Now that the first season of True Detective—and the corresponding frenzy—has died down, Monaghan is back to the movie-making grind, no doubt hoping the buzz from the zeitgeist-y show will provide her some momentum. She has four films coming out in the near future, including the Nicholas Sparks adaptation The Best of Me, the Chris Evans romantic comedy Playing It Cool, and the just-wrapped Pixels, in which she plays a weapons developer and Adam Sandler’s love interest.

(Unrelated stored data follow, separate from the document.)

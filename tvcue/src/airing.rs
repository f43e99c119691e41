use std::path::PathBuf;
use std::sync::Arc;

use chrono::NaiveDate;

use tvcue_core::catalog::HttpCatalog;
use tvcue_core::config::Config;
use tvcue_core::registry::FileRegistry;
use tvcue_core::schedule::AiringDetector;

pub async fn main(
    config: Arc<Config>,
    date: Option<NaiveDate>,
    registry: Option<PathBuf>,
) -> anyhow::Result<()> {
    let path = registry
        .or_else(|| config.registry.path.clone())
        .ok_or_else(|| anyhow::anyhow!("No tracked registry specified"))?;
    let detector = AiringDetector::new(
        HttpCatalog::new(&config.catalog)?,
        FileRegistry::new(path),
        config.catalog.endpoints(),
        &config.schedule.country,
    );
    let count = match date {
        Some(date) => detector.count(date).await,
        None => detector.airing_today().await,
    };
    println!("{count}");
    Ok(())
}
use std::collections::HashMap;
use std::collections::HashSet;
use std::path::PathBuf;
use std::sync::Arc;
use std::sync::RwLock;

use crate::models::EpisodeId;
use crate::models::ShowId;

pub type TrackedEntries = HashMap<ShowId, Vec<EpisodeId>>;

/// Read access to the shows a user follows.
///
/// The registry is owned and mutated elsewhere.  Each call to `entries()`
/// returns a point-in-time snapshot.
pub trait TrackedRegistry: Send + Sync {
    fn entries(&self) -> TrackedEntries;
}

impl<R> TrackedRegistry for Arc<R>
where
    R: TrackedRegistry + ?Sized,
{
    fn entries(&self) -> TrackedEntries {
        (**self).entries()
    }
}

/// Shows which have at least one watched episode.
pub fn tracked_ids<R: TrackedRegistry + ?Sized>(registry: &R) -> HashSet<ShowId> {
    registry
        .entries()
        .into_iter()
        .filter(|(_, episodes)| !episodes.is_empty())
        .map(|(show_id, _)| show_id)
        .collect()
}

/// An in-memory registry shared with its owner.
#[derive(Clone, Default)]
pub struct SharedRegistry(Arc<RwLock<TrackedEntries>>);

impl SharedRegistry {
    pub fn new(entries: TrackedEntries) -> Self {
        SharedRegistry(Arc::new(RwLock::new(entries)))
    }

    pub fn track(&self, show_id: ShowId) {
        self.write().entry(show_id).or_default();
    }

    pub fn untrack(&self, show_id: ShowId) {
        self.write().remove(&show_id);
    }

    pub fn mark_watched(&self, show_id: ShowId, episode_id: EpisodeId) {
        let mut entries = self.write();
        let episodes = entries.entry(show_id).or_default();
        if !episodes.contains(&episode_id) {
            episodes.push(episode_id);
        }
    }

    fn write(&self) -> std::sync::RwLockWriteGuard<'_, TrackedEntries> {
        // A poisoned lock still holds consistent data; every write is a
        // single map operation.
        self.0.write().unwrap_or_else(|poisoned| poisoned.into_inner())
    }
}

impl TrackedRegistry for SharedRegistry {
    fn entries(&self) -> TrackedEntries {
        self.0
            .read()
            .unwrap_or_else(|poisoned| poisoned.into_inner())
            .clone()
    }
}

/// A registry persisted by another program as a JSON object which maps show
/// IDs to lists of watched episode IDs.
///
/// The file is read on every call.  A missing or broken file reads as an
/// empty registry.
pub struct FileRegistry {
    path: PathBuf,
}

impl FileRegistry {
    pub fn new<P: Into<PathBuf>>(path: P) -> Self {
        FileRegistry { path: path.into() }
    }
}

impl TrackedRegistry for FileRegistry {
    fn entries(&self) -> TrackedEntries {
        let data = match std::fs::read(&self.path) {
            Ok(data) => data,
            Err(err) => {
                tracing::debug!(%err, path = %self.path.display(), "Failed to read registry");
                return Default::default();
            }
        };
        match serde_json::from_slice(&data) {
            Ok(entries) => entries,
            Err(err) => {
                tracing::debug!(%err, path = %self.path.display(), "Failed to parse registry");
                Default::default()
            }
        }
    }
}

But her first post-True Detective release is the independent film Fort Bliss, released this past weekend (now out on Video on Demand), in which, curiously, Monaghan plays another Maggie. (“I look like a Maggie,” she laughs, to which I nod vigorously, even though I feel she looks more like a Chloe or a Vivian.) Monaghan plays a U.S. Army medic and single mother who returns from a tour of duty in Afghanistan to her five-year-old son (Oakes Fegley), with whom she has a strained—to put it mildly—relationship. As Monaghan talks about the film, it seems less like she’s talking about a “job,” and more like she’s talking about a spiritual awakening. She trained extensively for the film (which shot over just 28 days on a “micro-budget”) and met with many members of the army beforehand to understand her character’s mindset. “I took the idea of portraying a solider very seriously,” she explains. “I questioned whether I would be able to be believable as a soldier—that frightened me. It frightened me so much that I did it to the best of my ability. And I asked a lot of questions.” She laughs at me when I ask if she was able to “push aside” the character at the end of each day of filming. “Absolutely not,” she says. “I don’t know if I still have fully, completely let go of this character. This is someone who is very real to me.”

Monaghan’s character is sexually assaulted in the film, an aspect she said came up again and again when she spoke with the female soldiers. “Nearly every single woman I spoke with had experienced sexual assault in one form or another—at different levels, of course,” Monaghan says. “I can’t speak for these women but I will say something that was really fascinating to me, personally and professionally, is that whenever these woman spoke about any of their experiences—whether about sexual experiences or anything—they were very grounded and very matter of fact . . . I knew when I started production that I needed to convey exactly that. Because what I understood from them is that on some level they’re not asking for empathy or compassion. They just want their story to be told and to be recognized and to be acknowledged.”

With two children of her own, Monaghan said she was able to draw on her own experiences in crafting the character, as she has many times had to spend up to a month away from her two children for work. “I know what it’s like to leave home and miss my children and feel slightly guilty I’m not there,” she says. “But I also think one of the greatest gifts you can give your children is to go and do something you’re extraordinarily proud of. To be able to share that with your children and allow them to see the gratitude you have for your job, and the experiences and growth that comes from that, is really the greatest thing.”